Věra Čáslavská’s achievements in gymnastics were simply phenomenal: seven gold and four silver medals at the Olympic Games, four world championship victories and 11 European championship titles.

In 1968, Čáslavská responded to the crushing of his native country’s Prague Spring movement by signing the Two Thousand Words petition against the Soviet occupation of Czechoslovakia.




Věra Čáslavská at the Mexico Olympics in 1968 |  Photo: e-Sbírky, National Museum, CC BY 4.0

She extended her legendary status with a silent protest against the occupation at the Mexico City Olympics in October 1968, when she bowed her head during a medal ceremony to look away from a Soviet flag.

Čáslavská was then persecuted for her political position, prevented from working as a trainer and forced to become a housekeeper.

After the fall of communism, she became an important official of the Czechoslovakian/Czech Olympic Committee as well as the International Olympic Committee.
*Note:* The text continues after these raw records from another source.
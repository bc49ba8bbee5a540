//! FITS header card parsing and the ordered keyword map of a unit.

use std::borrow::Cow;

use crate::block::CARD_SIZE;
use crate::error::{Error, Result};

/// Keyword terminating a header region. Never stored.
pub const END_KEYWORD: &str = "END";

/// Divider between the value and the comment of a card.
const COMMENT_DIVIDER: &str = "/ ";

// ── Types ──

/// The value half of a header card: the trimmed value text plus the comment.
#[derive(Debug, Clone, PartialEq, Eq, Default)]
pub struct HeaderValue {
    value: String,
    comment: String,
}

impl HeaderValue {
    pub fn new(value: impl Into<String>, comment: impl Into<String>) -> Self {
        HeaderValue {
            value: value.into(),
            comment: comment.into(),
        }
    }

    /// The raw value text, as written after the `=` separator and trimmed.
    /// String values keep their single quotes; see [`HeaderValue::as_str`].
    pub fn value(&self) -> &str {
        &self.value
    }

    /// The comment text, empty when the card had none.
    pub fn comment(&self) -> &str {
        &self.comment
    }

    /// Concatenate `more` onto the value. The comment is kept.
    pub fn append(&mut self, more: &str) {
        self.value.push_str(more);
    }

    /// The value with FITS string quoting removed.
    ///
    /// `'IMAGE   '` becomes `IMAGE` and doubled quotes collapse to one.
    /// Unquoted values are returned unchanged.
    pub fn as_str(&self) -> Cow<'_, str> {
        let v = self.value.trim();
        match v
            .strip_prefix('\'')
            .and_then(|rest| rest.strip_suffix('\''))
        {
            Some(inner) if inner.contains("''") => Cow::Owned(inner.trim_end().replace("''", "'")),
            Some(inner) => Cow::Borrowed(inner.trim_end()),
            None => Cow::Borrowed(v),
        }
    }

    /// Parse the value as a decimal integer.
    pub fn as_integer(&self) -> Option<i64> {
        self.value.trim().parse().ok()
    }

    /// Parse the value as a FITS logical (`T` or `F`).
    pub fn as_logical(&self) -> Option<bool> {
        match self.value.trim() {
            "T" => Some(true),
            "F" => Some(false),
            _ => None,
        }
    }

    /// Render as `value / comment`.
    pub fn to_string_with_comment(&self) -> String {
        format!("{} / {}", self.value, self.comment)
    }
}

/// One decoded 80-byte header card.
#[derive(Debug, Clone, PartialEq, Eq)]
pub struct Card {
    /// Keyword from bytes 0..8, trimmed.
    pub keyword: String,
    pub value: HeaderValue,
}

impl Card {
    /// Returns `true` if this card terminates the header.
    pub fn is_end(&self) -> bool {
        self.keyword == END_KEYWORD
    }
}

// ── Parsing ──

/// Parse a single 80-byte FITS header card.
///
/// Bytes 0..8 hold the keyword and byte 8 the separator, which is skipped
/// without inspection. Bytes 9..80 are split at the *last* `"/ "`: the part
/// before is the value, the part after the slash the comment. Both are
/// trimmed. Without a divider the whole field is the value.
pub fn parse_card(card_bytes: &[u8; CARD_SIZE]) -> Card {
    let keyword = String::from_utf8_lossy(&card_bytes[..8]).trim().to_string();
    let field = String::from_utf8_lossy(&card_bytes[9..CARD_SIZE]);

    let (value, comment) = match field.rfind(COMMENT_DIVIDER) {
        Some(idx) => (&field[..idx], field[idx + 1..].trim()),
        None => (&field[..], ""),
    };

    Card {
        keyword,
        value: HeaderValue::new(value.trim(), comment),
    }
}

// ── Header map ──

/// The ordered keyword → value mapping of one unit.
///
/// Insertion order is preserved. Inserting a keyword that is already present
/// appends the new value to the old one, separated by a newline, so
/// repeated cards such as `COMMENT` or `HISTORY` are never lost.
#[derive(Debug, Clone, PartialEq, Eq, Default)]
pub struct Header {
    entries: Vec<(String, HeaderValue)>,
}

impl Header {
    pub fn new() -> Self {
        Header::default()
    }

    /// Insert a card value, appending to an existing entry for `keyword`.
    pub fn insert(&mut self, keyword: impl Into<String>, value: HeaderValue) {
        let keyword = keyword.into();
        match self.entries.iter_mut().find(|(k, _)| *k == keyword) {
            Some((_, existing)) => {
                existing.append("\n");
                existing.append(value.value());
            }
            None => self.entries.push((keyword, value)),
        }
    }

    pub fn get(&self, keyword: &str) -> Option<&HeaderValue> {
        self.entries
            .iter()
            .find(|(k, _)| k == keyword)
            .map(|(_, v)| v)
    }

    pub fn contains_key(&self, keyword: &str) -> bool {
        self.get(keyword).is_some()
    }

    /// Number of distinct keywords.
    pub fn len(&self) -> usize {
        self.entries.len()
    }

    pub fn is_empty(&self) -> bool {
        self.entries.is_empty()
    }

    /// Iterate over entries in insertion order.
    pub fn iter(&self) -> impl Iterator<Item = (&str, &HeaderValue)> {
        self.entries.iter().map(|(k, v)| (k.as_str(), v))
    }

    /// Keywords in insertion order.
    pub fn keywords(&self) -> impl Iterator<Item = &str> {
        self.entries.iter().map(|(k, _)| k.as_str())
    }

    /// Read an integer keyword, falling back to `default` when it is absent.
    ///
    /// A present value that does not parse as an integer is a format error.
    pub fn integer_or(&self, keyword: &str, default: i64) -> Result<i64> {
        match self.get(keyword) {
            None => Ok(default),
            Some(v) => v.as_integer().ok_or_else(|| Error::InvalidValue {
                keyword: keyword.to_string(),
                value: v.value().to_string(),
            }),
        }
    }

    /// Like [`Header::integer_or`], but also rejects negative values.
    pub fn count_or(&self, keyword: &str, default: usize) -> Result<usize> {
        let n = self.integer_or(keyword, default as i64)?;
        usize::try_from(n).map_err(|_| Error::InvalidValue {
            keyword: keyword.to_string(),
            value: n.to_string(),
        })
    }
}

impl<'a> IntoIterator for &'a Header {
    type Item = (&'a str, &'a HeaderValue);
    type IntoIter = Box<dyn Iterator<Item = (&'a str, &'a HeaderValue)> + 'a>;

    fn into_iter(self) -> Self::IntoIter {
        Box::new(self.iter())
    }
}

// ── Tests ──

#[cfg(test)]
mod tests {
    use super::*;

    fn make_card(s: &str) -> [u8; CARD_SIZE] {
        let mut buf = [b' '; CARD_SIZE];
        let bytes = s.as_bytes();
        let len = bytes.len().min(CARD_SIZE);
        buf[..len].copy_from_slice(&bytes[..len]);
        buf
    }

    #[test]
    fn parse_card_integer_with_comment() {
        let c = parse_card(&make_card("BITPIX  =                   16 / bits per pixel"));
        assert_eq!(c.keyword, "BITPIX");
        assert_eq!(c.value.value(), "16");
        assert_eq!(c.value.comment(), "bits per pixel");
        assert_eq!(c.value.as_integer(), Some(16));
    }

    #[test]
    fn parse_card_without_comment() {
        let c = parse_card(&make_card("NAXIS   =                    2"));
        assert_eq!(c.value.value(), "2");
        assert_eq!(c.value.comment(), "");
    }

    #[test]
    fn parse_card_splits_on_last_divider() {
        let c = parse_card(&make_card("OBJECT  = 'a/ b'  / the name"));
        assert_eq!(c.value.value(), "'a/ b'");
        assert_eq!(c.value.comment(), "the name");
    }

    #[test]
    fn parse_card_slash_without_space_is_value() {
        let c = parse_card(&make_card("DATE    = '2024/01/15'"));
        assert_eq!(c.value.value(), "'2024/01/15'");
        assert_eq!(c.value.comment(), "");
    }

    #[test]
    fn parse_card_separator_byte_is_not_checked() {
        let c = parse_card(&make_card("SIMPLE  X                    T"));
        assert_eq!(c.keyword, "SIMPLE");
        assert_eq!(c.value.as_logical(), Some(true));
    }

    #[test]
    fn parse_card_end() {
        let c = parse_card(&make_card("END"));
        assert!(c.is_end());
        assert_eq!(c.value.value(), "");
    }

    #[test]
    fn parse_card_blank() {
        let c = parse_card(&[b' '; CARD_SIZE]);
        assert_eq!(c.keyword, "");
        assert!(!c.is_end());
    }

    #[test]
    fn parse_card_commentary_text() {
        let c = parse_card(&make_card("COMMENT   free text here"));
        assert_eq!(c.keyword, "COMMENT");
        assert_eq!(c.value.value(), "free text here");
    }

    #[test]
    fn as_str_strips_quotes() {
        assert_eq!(HeaderValue::new("'IMAGE   '", "").as_str(), "IMAGE");
        assert_eq!(HeaderValue::new("IMAGE", "").as_str(), "IMAGE");
        assert_eq!(HeaderValue::new("'it''s'", "").as_str(), "it's");
        assert_eq!(HeaderValue::new("'", "").as_str(), "'");
    }

    #[test]
    fn as_logical_values() {
        assert_eq!(HeaderValue::new("T", "").as_logical(), Some(true));
        assert_eq!(HeaderValue::new("F", "").as_logical(), Some(false));
        assert_eq!(HeaderValue::new("1", "").as_logical(), None);
    }

    #[test]
    fn append_keeps_comment() {
        let mut v = HeaderValue::new("abc", "first");
        v.append("def");
        assert_eq!(v.value(), "abcdef");
        assert_eq!(v.comment(), "first");
        assert_eq!(v.to_string_with_comment(), "abcdef / first");
    }

    #[test]
    fn header_preserves_insertion_order() {
        let mut h = Header::new();
        h.insert("SIMPLE", HeaderValue::new("T", ""));
        h.insert("BITPIX", HeaderValue::new("8", ""));
        h.insert("NAXIS", HeaderValue::new("0", ""));
        let keys: Vec<&str> = h.keywords().collect();
        assert_eq!(keys, ["SIMPLE", "BITPIX", "NAXIS"]);
        assert_eq!(h.len(), 3);
    }

    #[test]
    fn header_repeated_keyword_appends() {
        let mut h = Header::new();
        h.insert("HISTORY", HeaderValue::new("first line", "c1"));
        h.insert("OBJECT", HeaderValue::new("'M31'", ""));
        h.insert("HISTORY", HeaderValue::new("second line", "c2"));
        assert_eq!(h.len(), 2);
        let hist = h.get("HISTORY").unwrap();
        assert_eq!(hist.value(), "first line\nsecond line");
        assert_eq!(hist.comment(), "c1");
        let keys: Vec<&str> = h.keywords().collect();
        assert_eq!(keys, ["HISTORY", "OBJECT"]);
    }

    #[test]
    fn integer_or_defaults_and_errors() {
        let mut h = Header::new();
        h.insert("NAXIS", HeaderValue::new("3", ""));
        h.insert("BAD", HeaderValue::new("'x'", ""));
        h.insert("NEG", HeaderValue::new("-4", ""));
        assert_eq!(h.integer_or("NAXIS", 0).unwrap(), 3);
        assert_eq!(h.integer_or("GCOUNT", 1).unwrap(), 1);
        assert!(matches!(
            h.integer_or("BAD", 0),
            Err(Error::InvalidValue { .. })
        ));
        assert_eq!(h.integer_or("NEG", 0).unwrap(), -4);
        assert!(h.count_or("NEG", 0).is_err());
        assert_eq!(h.count_or("NAXIS", 0).unwrap(), 3);
    }

    #[test]
    fn iterate_by_reference() {
        let mut h = Header::new();
        h.insert("A", HeaderValue::new("1", ""));
        h.insert("B", HeaderValue::new("2", ""));
        let pairs: Vec<(&str, &str)> = (&h).into_iter().map(|(k, v)| (k, v.value())).collect();
        assert_eq!(pairs, [("A", "1"), ("B", "2")]);
    }
}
In 1990, she also became sports adviser to President Václav Havel.

Věra Čáslavská was born in Prague on May 3, 1942. At the Mexico Olympics in 1968, she married Josef Odložil, silver medalist in the 1500 m, with whom she had a daughter, Radka (1969), and a son, Martin ( 1974). She died after a long battle with pancreatic cancer on August 30, 2016 in Prague at the age of 74.